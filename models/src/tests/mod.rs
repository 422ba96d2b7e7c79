mod auth_state;
mod realtime_message;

- - -

### INSTRUCTIONS TO FOLLOW
Reproduce the data exactly, omitting nothing.

### TASK ANSWER
filename models/src/tests/mod.rs
repository 422ba96d2b7e7c79
mod auth_state;
mod realtime_message;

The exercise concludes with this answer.